Effects of Some Insecticides on the Midgut of the Foragers Honeybee Worker Apis mellifera jemenatica

This study aims to evaluate the toxic effects of insecticides on the foragers honey bee workers, Apis mellifera jemenatica. It tracks the effects of the insecticides, Deltamethrin, Malathion and Abamectin through the feeding by mouth, on the midgut epithelial layer, in order to show the histological changes.
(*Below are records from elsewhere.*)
use crate::error::format_context;
use axum::extract::FromRef;
use fxhash::FxHashMap;
use hugo_domain::config::ApiConfig;
use hugo_domain::slice::{FeatureSlice, InitializedSlice};
use std::any::TypeId;
use std::borrow::Cow;
use std::ops::Deref;
use std::sync::Arc;

#[derive(Debug, thiserror::Error)]
pub enum ApiStateError {
    #[error("State validation error{}: {message}", format_context(.context))]
    Validation { message: Cow<'static, str>, context: Option<Cow<'static, str>> },
    #[error("State missing feature slice{}: {message}", format_context(.context))]
    MissingSlice { message: Cow<'static, str>, context: Option<Cow<'static, str>> },
}

#[derive(Debug)]
pub struct ApiStateInner {
    pub config: ApiConfig,
    slices: FxHashMap<TypeId, InitializedSlice>,
}

/// Shared, cheaply clonable handle passed to every request handler.
#[derive(Debug, Clone)]
pub struct ApiState {
    inner: Arc<ApiStateInner>,
}

impl ApiState {
    #[must_use]
    pub fn builder() -> ApiStateBuilder {
        ApiStateBuilder::default()
    }

    #[must_use]
    pub fn get_slice<T: FeatureSlice>(&self) -> Option<&T> {
        self.inner
            .slices
            .get(&TypeId::of::<T>())
            .and_then(|initialized| initialized.state.as_any().downcast_ref::<T>())
    }

    /// Returns a reference to the slice if it is registered.
    ///
    /// # Errors
    /// Returns an error if the slice is not registered.
    pub fn try_get_slice<T: FeatureSlice>(&self) -> Result<&T, ApiStateError> {
        self.get_slice::<T>().ok_or_else(|| ApiStateError::MissingSlice {
            message: std::any::type_name::<T>().into(),
            context: None,
        })
    }

    /// Names of the registered slices (for diagnostics).
    pub fn slice_names(&self) -> impl Iterator<Item = &'static str> + '_ {
        self.inner.slices.values().map(|initialized| initialized.state.name())
    }
}

impl Deref for ApiState {
    type Target = ApiStateInner;

    fn deref(&self) -> &Self::Target {
        &self.inner
    }
}

impl FromRef<ApiState> for ApiConfig {
    fn from_ref(state: &ApiState) -> Self {
        state.inner.config.clone()
    }
}

#[derive(Debug, Default)]
pub struct ApiStateBuilder {
    config: Option<ApiConfig>,
    slices: FxHashMap<TypeId, InitializedSlice>,
}

impl ApiStateBuilder {
    #[must_use]
    pub fn config(mut self, config: ApiConfig) -> Self {
        self.config = Some(config);
        self
    }

    #[must_use]
    pub fn register_slice(mut self, slice: InitializedSlice) -> Self {
        self.slices.insert(slice.id, slice);
        self
    }

    /// Finalizes the state.
    ///
    /// # Errors
    /// Returns [`ApiStateError::Validation`] if no configuration was provided.
    pub fn build(self) -> Result<ApiState, ApiStateError> {
        let config = self.config.ok_or_else(|| ApiStateError::Validation {
            message: "ApiConfig not provided".into(),
            context: None,
        })?;

        Ok(ApiState { inner: Arc::new(ApiStateInner { config, slices: self.slices }) })
    }
}
//! # Archive Differ
//!
//! Checks that every entry of a reference archive has an identical counterpart in a
//! candidate archive. The check is one-directional: entries that exist only in the
//! candidate are ignored. The first failure ends the run.

use std::collections::HashMap;
use std::path::Path;

use tracing::{debug, info};

use crate::archive::{EntryDescriptor, EntrySource, ZipArchiveHandle};
use crate::compare::compare_entries;
use crate::error::DiffError;

/// What a successful diff looked at.
#[derive(Debug, Clone, Copy, PartialEq, Eq, Default)]
pub struct DiffSummary {
    /// Reference entries that were matched and verified.
    pub entries_verified: usize,
    /// Distinct candidate names with no counterpart in the reference. Never an error.
    pub candidate_only: usize,
}

/// Maps each raw name to the position of its first occurrence.
fn index_by_name(entries: &[EntryDescriptor]) -> HashMap<Vec<u8>, usize> {
    let mut index = HashMap::with_capacity(entries.len());
    for (position, entry) in entries.iter().enumerate() {
        index.entry(entry.raw_name.clone()).or_insert(position);
    }
    index
}

/// Compares `reference` against `candidate`, entry by entry, in the reference's
/// stored order.
pub fn diff<A, B>(reference: &mut A, candidate: &mut B) -> Result<DiffSummary, DiffError>
where
    A: EntrySource + ?Sized,
    B: EntrySource + ?Sized,
{
    let by_name = index_by_name(candidate.entries());
    let mut matched = vec![false; candidate.entries().len()];

    for reference_index in 0..reference.entries().len() {
        let entry = &reference.entries()[reference_index];
        let name = entry.name.clone();
        let Some(&candidate_index) = by_name.get(&entry.raw_name) else {
            return Err(DiffError::MissingEntry { name });
        };

        debug!(%name, reference_index, candidate_index, "comparing entry");
        compare_entries(reference, reference_index, candidate, candidate_index)
            .map_err(|mismatch| DiffError::entry(name, mismatch))?;
        matched[candidate_index] = true;
    }

    Ok(DiffSummary {
        entries_verified: reference.entries().len(),
        // Only first occurrences can be matched; later duplicates share their name.
        candidate_only: by_name.values().filter(|&&i| !matched[i]).count(),
    })
}

/// Opens both archives and diffs them. Both are closed on return, whatever the
/// outcome.
pub fn diff_paths(reference: &Path, candidate: &Path) -> Result<DiffSummary, DiffError> {
    let mut reference_archive = ZipArchiveHandle::open(reference)?;
    let mut candidate_archive = ZipArchiveHandle::open(candidate)?;

    let summary = diff(&mut reference_archive, &mut candidate_archive)?;
    info!(
        reference = %reference.display(),
        candidate = %candidate.display(),
        verified = summary.entries_verified,
        ignored = summary.candidate_only,
        "archives match"
    );
    Ok(summary)
}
Histological study on samples of the foragers honey bee workers, after exposure to insecticides for 24 hours, was chosen as the average -concentration of the insecticide concentrations, which were used for each as follows: Deltamethrin 2.50 ppm, Malathion 3.125 ppm and Abamectin 0.1 ppm, in addition to the control group. Studying the effect of each insecticide individually and then comparing the reaction and impact of these insecticides on the tissue of midgut has showed that the insecticide Malathion was more harmful to epithelial tissue midgut in honey bees cells than Abamectin, while Deltamethrin had the least effect. Therefore, the life of the foragers honeybee worker depends upon the health and safety of the entire members of the beehive, so it is necessary to take into account, when using the application of insecticides, the continuity of life of the entire society adoption of individuals beehive on worker bees layer depends on their life on this layer of the bee community.